Stranded workers’ struggle in finding travel back home continues as they face intimidation and violence
Gitesh (name changed) had set out from his lodging on the outskirts of Bengaluru. He was heading for the train home. Around 40 other migrant workers walked the 14 km journey with him. They had high hopes; they had managed to find a local, who registered them on the government portal, and the whole thing had cost only Rs 100 each.
But Gitesh was walking into a dead end. When he arrived at the Majestic train station in the center of Bengaluru, he was shooed away. He had registered online but had not been allotted a place on the train. He had paid for the registration but did not know that he needed to find thousands of rupees more to pay for the ride home. Maybe he had believed the tale that the central government would pay 85 per cent and the local government would pay the rest for the journey. Gitesh and his fellow stranded workers had no choice but to start the long walk back to their lodgings.
A broken system
The harsh truth is Gitesh could not have known when and where the trains leave from, how to pay for a ticket, or any of the other essential details.
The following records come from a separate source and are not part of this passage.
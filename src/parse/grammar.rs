use std::sync::LazyLock;

use regex::Regex;
use serde::Serialize;

/// Open-box status glyph
pub const BOX_GLYPH: char = '☐';
/// Done status glyph
pub const DONE_GLYPH: char = '✔';
/// Cancelled status glyph
pub const CANCELLED_GLYPH: char = '✘';
/// Every inline tag starts with this symbol
pub const TAG_SYMBOL: char = '@';

/// Timestamp format used by `@created`/`@started`/`@finished` payloads
pub const TIMESTAMP_FORMAT: &str = "%Y-%m-%d %H:%M";

/// Ranked priority vocabulary, lowest to highest urgency, `@today` last.
/// Order is significant: it indexes the export colour palette.
pub const PRIORITY_NAMES: [&str; 5] = ["low", "medium", "high", "critical", "today"];

// The `regex` crate keeps no match position between calls: every find scans
// fresh from offset 0, so repeated classification of adjacent identical lines
// always reports the same spans.
static PROJECT_RE: LazyLock<Regex> =
    LazyLock::new(|| Regex::new(r"^([ \t]*)(\S[^\r\n]*?):[ \t]*$").unwrap());
static TODO_RE: LazyLock<Regex> =
    LazyLock::new(|| Regex::new(r"^([ \t]*)([☐✔✘])[ \t]?(.*)$").unwrap());

static TAG_CREATED_RE: LazyLock<Regex> =
    LazyLock::new(|| Regex::new(r"@created\(([^)]*)\)").unwrap());
static TAG_STARTED_RE: LazyLock<Regex> =
    LazyLock::new(|| Regex::new(r"@started\(([^)]*)\)").unwrap());
static TAG_FINISHED_RE: LazyLock<Regex> =
    LazyLock::new(|| Regex::new(r"@finished\(([^)]*)\)").unwrap());
static TAG_ELAPSED_RE: LazyLock<Regex> =
    LazyLock::new(|| Regex::new(r"@elapsed\(([^)]*)\)").unwrap());
static TAG_EST_RE: LazyLock<Regex> = LazyLock::new(|| Regex::new(r"@est\(([^)]*)\)").unwrap());
static TAG_PRIORITY_RE: LazyLock<Regex> =
    LazyLock::new(|| Regex::new(r"@(low|medium|high|critical|today)\b").unwrap());

/// Inline tag kinds, in the fixed scan order used when two kinds would start
/// at the same offset (first matching kind wins).
#[derive(Debug, Clone, Copy, PartialEq, Eq, Serialize)]
#[serde(rename_all = "lowercase")]
pub enum TagKind {
    Created,
    Started,
    Finished,
    Elapsed,
    Estimate,
    Priority,
}

impl TagKind {
    /// The tag word as written in the file (priority tags carry the keyword
    /// itself instead)
    pub fn word(self) -> &'static str {
        match self {
            TagKind::Created => "created",
            TagKind::Started => "started",
            TagKind::Finished => "finished",
            TagKind::Elapsed => "elapsed",
            TagKind::Estimate => "est",
            TagKind::Priority => "priority",
        }
    }

    /// All kinds in scan order
    pub fn all() -> [TagKind; 6] {
        [
            TagKind::Created,
            TagKind::Started,
            TagKind::Finished,
            TagKind::Elapsed,
            TagKind::Estimate,
            TagKind::Priority,
        ]
    }

    pub(crate) fn regex(self) -> &'static Regex {
        match self {
            TagKind::Created => &TAG_CREATED_RE,
            TagKind::Started => &TAG_STARTED_RE,
            TagKind::Finished => &TAG_FINISHED_RE,
            TagKind::Elapsed => &TAG_ELAPSED_RE,
            TagKind::Estimate => &TAG_EST_RE,
            TagKind::Priority => &TAG_PRIORITY_RE,
        }
    }
}

/// A priority keyword from the ranked vocabulary
#[derive(Debug, Clone, Copy, PartialEq, Eq, Serialize)]
#[serde(rename_all = "lowercase")]
pub enum Priority {
    Low,
    Medium,
    High,
    Critical,
    Today,
}

impl Priority {
    /// Index into `PRIORITY_NAMES` and the export colour palette
    pub fn rank(self) -> usize {
        match self {
            Priority::Low => 0,
            Priority::Medium => 1,
            Priority::High => 2,
            Priority::Critical => 3,
            Priority::Today => 4,
        }
    }

    pub fn keyword(self) -> &'static str {
        PRIORITY_NAMES[self.rank()]
    }

    /// Exact keyword match only; anything else is not a priority tag
    pub fn from_keyword(word: &str) -> Option<Priority> {
        match word {
            "low" => Some(Priority::Low),
            "medium" => Some(Priority::Medium),
            "high" => Some(Priority::High),
            "critical" => Some(Priority::Critical),
            "today" => Some(Priority::Today),
            _ => None,
        }
    }
}

pub fn is_blank(raw: &str) -> bool {
    raw.trim().is_empty()
}

/// Split a todo line into (indent, status glyph, rest after the glyph and
/// its separating space). Returns None for non-todo lines.
pub fn todo_parts(raw: &str) -> Option<(&str, char, &str)> {
    let caps = TODO_RE.captures(raw)?;
    let indent = caps.get(1).map_or("", |m| m.as_str());
    let glyph = caps.get(2)?.as_str().chars().next()?;
    let rest = caps.get(3).map_or("", |m| m.as_str());
    Some((indent, glyph, rest))
}

/// Split a project line into (indent, name without the trailing colon).
/// A line whose first non-space character is a status glyph is a todo even
/// if it happens to end with a colon.
pub fn project_parts(raw: &str) -> Option<(&str, &str)> {
    if todo_parts(raw).is_some() {
        return None;
    }
    let caps = PROJECT_RE.captures(raw)?;
    let indent = caps.get(1).map_or("", |m| m.as_str());
    let name = caps.get(2)?.as_str();
    Some((indent, name))
}

/// Comment lines: non-blank, not a todo, not a project. Checked first during
/// classification and excluded from every toggle/export pass.
pub fn is_comment(raw: &str) -> bool {
    !is_blank(raw) && todo_parts(raw).is_none() && project_parts(raw).is_none()
}

/// Indent depth: one level per tab or per two leading spaces
pub fn indent_level(indent: &str) -> usize {
    let tabs = indent.chars().filter(|&c| c == '\t').count();
    let spaces = indent.chars().filter(|&c| c == ' ').count();
    tabs + spaces / 2
}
Even though the government portal is finally available in multiple languages, making it more accessible to migrants, many challenges remain. Some workers may not be able to read or write or have a smartphone to access an online portal. Even if they visit a cyber cafe to do this, they might not have their documents in a format that meets the specifications, or they might not have the required identity documents at all.
Even if a worker manages to register themselves despite these obstacles, they would not know how to follow up on the status of applications, or be able to find out whether they have secured a ticket. The required information is not available on the portal, or anywhere else we can find.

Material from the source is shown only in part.